El señor Lehmann se sienta en una pequeña silla de rejilla, pero, en realidad, para señalar correctamente la distancia, tendría que sentarse en el peldaño más alto de una escalera de tijera.

—Buenos días —saluda el señor Pinneberg con tono suave y cortés, haciendo una reverencia.

El señor Lehmann no contesta. Pero agarra el lápiz descomunal, lo pone vertical.

Pinneberg espera.

—¿Qué desea? —pregunta el señor Lehmann con aspereza.

A Pinneberg le han golpeado justo en el estómago, un golpe bajo.

—Yo… yo creía… el señor Jachmann. —Se queda agotado, sin nada de aire.

El señor Lehmann lo observa.

—El señor Jachmann me trae sin cuidado. Quiero saber lo que quiere usted.

—Solicito —contesta Pinneberg muy despacio para que el aire no vuelva a dejarlo en la estacada— un puesto de dependiente.

El señor Lehmann deposita el lápiz a la larga.

—Nosotros no empleamos a nadie —dice con decisión.

Y espera.

El señor Lehmann es una persona muy paciente. Sigue esperando. Y finalmente dice volviendo a enderezar el lápiz:

—¿Algo más?

—¿Quizá más adelante…? —balbucea Pinneberg.

—En esta coyuntura… —responde el señor Lehmann, desdeñoso.

Silencio.

Así que puede marcharse. Un nuevo chasco. ¡Pobre Corderita!, piensa Pinneberg. Se dispone a despedirse. Entonces dice el señor Lehmann:

—A ver, enséñeme sus informes.

Pinneberg se los entrega con mano temblorosa, siente un pánico mortal. No se sabe qué le ocurre al señor Lehmann, pero los grandes almacenes Mandel tienen cerca de mil empleados y el señor Lehmann es el jefe de personal, así que es un hombre importante. A lo mejor el señor Lehmann se divierte.

Total, que Pinneberg extiende, temblando, sus informes: el de aprendizaje, después el de Wendheim, luego el de Bergmann y por fin el de Kleinholz.

Todos ellos excelentes. El señor Lehmann los lee muy despacio, impávido. Después alza la vista con aire meditabundo. Quizá, quizá…

—Bueno, nosotros no llevamos abonos —le comunica el señor Lehmann.

¡ Vaya por Dios! Pinneberg, que es un infeliz, solo acierta a balbucear:

—Ejem, yo creía… En realidad, confección de caballero… Eso fue una medida provisional…

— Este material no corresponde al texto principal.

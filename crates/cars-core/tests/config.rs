use std::fs;
use std::path::PathBuf;

use cars_core::{TransformConfig, TransformError};

#[test]
fn defaults_match_fixed_layout() {
    let config = TransformConfig::default();

    assert_eq!(config.input_dir, PathBuf::from("raw"));
    assert_eq!(config.output_path, PathBuf::from("cars.json"));
    assert_eq!(config.extension, "csv");
    assert_eq!(config.make_overrides.get("merc").map(String::as_str), Some("mercedes"));
    assert_eq!(config.integer_fields, ["tax", "price", "mileage", "year"]);
    assert!(!config.pretty);
}

#[test]
fn partial_toml_keeps_remaining_defaults() {
    let config = TransformConfig::from_toml_str(
        r#"
input_dir = "data/listings"
integer_fields = ["price"]

[make_overrides]
vw = "volkswagen"
"#,
    )
    .expect("valid config");

    assert_eq!(config.input_dir, PathBuf::from("data/listings"));
    assert_eq!(config.output_path, PathBuf::from("cars.json"));
    assert_eq!(config.integer_fields, ["price"]);
    assert_eq!(config.make_overrides.len(), 1);
    assert_eq!(config.parse_options().make_overrides["vw"], "volkswagen");
}

#[test]
fn unknown_keys_are_rejected() {
    assert!(TransformConfig::from_toml_str("input_directory = \"raw\"").is_err());
}

#[test]
fn config_file_errors_name_the_file() {
    let dir = tempfile::tempdir().unwrap();
    let path = dir.path().join("cars.toml");
    fs::write(&path, "pretty = \"yes\"").unwrap();

    let err = TransformConfig::from_toml_file(&path).expect_err("pretty must be a bool");

    match err {
        TransformError::Config { path: reported, .. } => assert_eq!(reported, path),
        other => panic!("unexpected error: {other}"),
    }
}

#[test]
fn missing_config_file_is_io_error() {
    let err = TransformConfig::from_toml_file(&PathBuf::from("/nonexistent/cars.toml"))
        .expect_err("file does not exist");
    assert!(matches!(err, TransformError::Io { .. }));
}
use std::fs::{self, File};
use std::io::{self, BufWriter, Write};
use std::path::{Path, PathBuf};

use cars_parser::Record;

use crate::error::{Result, TransformError};

/// Serialize `records` as one JSON array at `path`.
///
/// The array is written to a sibling `<name>.tmp` file and renamed over
/// `path` once complete, so a failed write leaves any previous output intact.
pub fn write_records(path: &Path, records: &[Record], pretty: bool) -> Result<()> {
    let tmp_path = temporary_path(path)?;

    if let Err(err) = write_json(&tmp_path, records, pretty) {
        let _ = fs::remove_file(&tmp_path);
        return Err(err);
    }

    fs::rename(&tmp_path, path).map_err(|source| {
        let _ = fs::remove_file(&tmp_path);
        TransformError::io(path, source)
    })
}

fn write_json(path: &Path, records: &[Record], pretty: bool) -> Result<()> {
    let file = File::create(path).map_err(|source| TransformError::io(path, source))?;
    let mut writer = BufWriter::new(file);

    if pretty {
        serde_json::to_writer_pretty(&mut writer, records)?;
    } else {
        serde_json::to_writer(&mut writer, records)?;
    }
    writer
        .flush()
        .map_err(|source| TransformError::io(path, source))?;
    Ok(())
}

fn temporary_path(path: &Path) -> Result<PathBuf> {
    let file_name = path.file_name().ok_or_else(|| {
        TransformError::io(
            path,
            io::Error::new(io::ErrorKind::InvalidInput, "output path has no file name"),
        )
    })?;
    let mut tmp_name = file_name.to_os_string();
    tmp_name.push(".tmp");
    Ok(path.with_file_name(tmp_name))
}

Lehmann paladea el momento. Ha estado tan bien que repite:

—No, no llevamos abonos —y añade—: ni patatas.

También podría hablar de cereales y semillas, todo eso figura en la carta de Emil Kleinholz, pero lo de las patatas no ha salido muy bien. Así que se limita a gruñir:

—¿Y su seguro de empleado?

¿A qué viene todo eso?, piensa Pinneberg. ¿Para qué quiere mi seguro? ¿Pretende acaso atormentarme? Le tiende un documento verde.

El señor Lehmann lo contempla largo rato, examina los sellos con un leve asentimiento.

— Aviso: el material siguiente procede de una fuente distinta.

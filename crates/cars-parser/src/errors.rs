use std::path::PathBuf;

use thiserror::Error;

#[derive(Debug, Error)]
pub enum ParseError {
    #[error("failed to open {}: {source}", .path.display())]
    Io {
        path: PathBuf,
        #[source]
        source: std::io::Error,
    },

    #[error("{source_name} CSV error: {source}")]
    Csv {
        source_name: String,
        #[source]
        source: csv::Error,
    },

    #[error("{source_name} line {line}: expected {expected} fields, found {found}")]
    RowShape {
        source_name: String,
        line: u64,
        expected: usize,
        found: usize,
    },

    #[error("{source_name} line {line}: column '{field}' is not an integer: '{value}'")]
    InvalidInteger {
        source_name: String,
        line: u64,
        field: String,
        value: String,
    },

    #[error("{} has no usable file name", .path.display())]
    InvalidFileName { path: PathBuf },
}

impl ParseError {
    pub(crate) fn csv(source_name: &str, source: csv::Error) -> Self {
        if let csv::ErrorKind::UnequalLengths {
            pos,
            expected_len,
            len,
        } = source.kind()
        {
            return ParseError::RowShape {
                source_name: source_name.to_string(),
                line: pos.as_ref().map(|pos| pos.line()).unwrap_or_default(),
                expected: *expected_len as usize,
                found: *len as usize,
            };
        }
        ParseError::Csv {
            source_name: source_name.to_string(),
            source,
        }
    }
}

pub type Result<T> = std::result::Result<T, ParseError>;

—¿Y su carta de pago de las rentas del trabajo personal?

Pinneberg también se la entrega y también es analizada a fondo. Luego otra pausa para que Pinneberg abrigue esperanzas, se desespere y recobre la esperanza.

—Bien —concluye el señor Lehmann, colocando la mano sobre los papeles—. Bien, nosotros no contratamos a nuevo personal. No podemos hacerlo. ¡Porque estamos despidiendo al antiguo!

Punto y final. Se acabó. Esto ha sido definitivo. Pero la mano del señor Lehmann reposa sobre los documentos, e incluso coloca sobre ellos el monumental lápiz amarillo.

—No obstante… —añade el señor Lehmann—. No obstante, podemos contratar a personal de nuestras filiales. Siempre que sea muy eficiente. ¿Usted será un trabajador eficiente, verdad?

Pinneberg farfulla algo. Ninguna protesta. Pero al señor Lehmann le basta.